La concezione della società del ’700 «trovava conforto nella tradizione paternalistica propria delle autorità e che il popolo, a sua volta, rielaborava con tale determinazione che le autorità
finivano col restare, in qualche misura, prigioniere del popolo stesso» (Ibid., 60).
Successivamente, l’economia di mercato inizia a smantellare una serie di tradizioni. La nuova società conferisce piena libertà al commercio e fa derivare i prezzi dal «naturale esplicarsi della
domanda e dell’offerta [che] avrebbe massimizzato la soddisfazione di tutte le parti e fondato il bene comune» (Ibid., 71).

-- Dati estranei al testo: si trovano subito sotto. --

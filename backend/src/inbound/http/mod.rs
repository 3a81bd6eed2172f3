//! HTTP inbound adapter exposing REST endpoints.

pub mod auth;
pub mod bookings;
pub mod classes;
pub mod enrollment;
pub mod error;
pub mod health;
pub mod payments;
pub mod schemas;
pub mod state;
#[cfg(test)]
pub mod test_utils;
pub mod token_config;
pub mod tokens;
pub mod users;
pub mod validation;

use actix_web::web;

use crate::domain::Error;

pub use error::ApiResult;

/// Register every REST route and JSON-shaped extractor errors.
///
/// Callers provide `web::Data<HttpState>`; health probes additionally need
/// `web::Data<HealthState>`.
///
/// # Examples
/// ```
/// use actix_web::App;
/// use academy::inbound::http::configure;
///
/// let app = App::new().configure(configure);
/// ```
pub fn configure(cfg: &mut web::ServiceConfig) {
    cfg.app_data(web::JsonConfig::default().error_handler(|err, _req| {
        Error::invalid_request(format!("invalid JSON body: {err}")).into()
    }))
    .app_data(web::PathConfig::default().error_handler(|err, _req| {
        Error::invalid_request(format!("invalid path: {err}")).into()
    }))
    .app_data(web::QueryConfig::default().error_handler(|err, _req| {
        Error::invalid_request(format!("invalid query: {err}")).into()
    }))
    .service(health::index)
    .service(health::ready)
    .service(health::live)
    .service(tokens::issue_token)
    .service(users::upsert_user)
    .service(users::get_user)
    .service(users::get_user_role)
    .service(users::list_users)
    .service(users::set_user_role)
    .service(users::list_instructors)
    // Literal segments before `/classes/{id}`.
    .service(classes::list_classes)
    .service(classes::popular_classes)
    .service(classes::list_all_classes)
    .service(classes::instructor_classes)
    .service(classes::create_class)
    .service(enrollment::enroll)
    .service(classes::get_class)
    .service(classes::update_class)
    .service(classes::set_class_status)
    .service(bookings::list_bookings)
    .service(bookings::create_booking)
    .service(bookings::delete_booking)
    .service(bookings::record_payment)
    .service(payments::create_payment_intent);
}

Thompson analizza tutte le forme di lotta che si opposero a questo processo. La precedente storiografia aveva considerato i tumulti alimentari come reazioni istintive alla fame: essi venivano
liquidati tramite un grafico che rappresentava la tensione sociale. Quest’ultimo mostrava come tutte le rivolte del ’700 coincidevano con periodi di carestia e disoccupazione. Queste
interpretazioni, secondo Thompson, erano forvianti: «[...] se continuiamo a guardare il secolo XVIIIe solo attraverso la lente del movimento dei lavoratori del XIXe, vi leggeremo solo
l’immaturità, la prepoliticità, l'infantilismo di classe» (Ibid., 297). Thompson rileva che:
In quasi tutte le azioni di piazza del secolo XVIII è possibile individuare delle nozioni di legittimità: con nozione di legittimità intendo che il comportamento degli uomini e delle donne della folla era guidato dalla comune convinzione di difendere, in tal modo, diritti e costumi tradizionali; e più in generale, dalla convinzione di godere della più ampia approvazione della comunità (Ibid., 59).
Quelle forme di lotta erano dettate da una particolare cultura, vi erano radicate pretese più complesse. «Questa cultura plebea non era, si può essere certi, né una cultura rivoluzionaria né proto-rivoluzionaria (nel senso di favorire ulteriori obiettivi che chiamassero in causa l’ordine sociale), ma non la si potrebbe neppure descrivere come una cultura deferente» (Ibid., 297).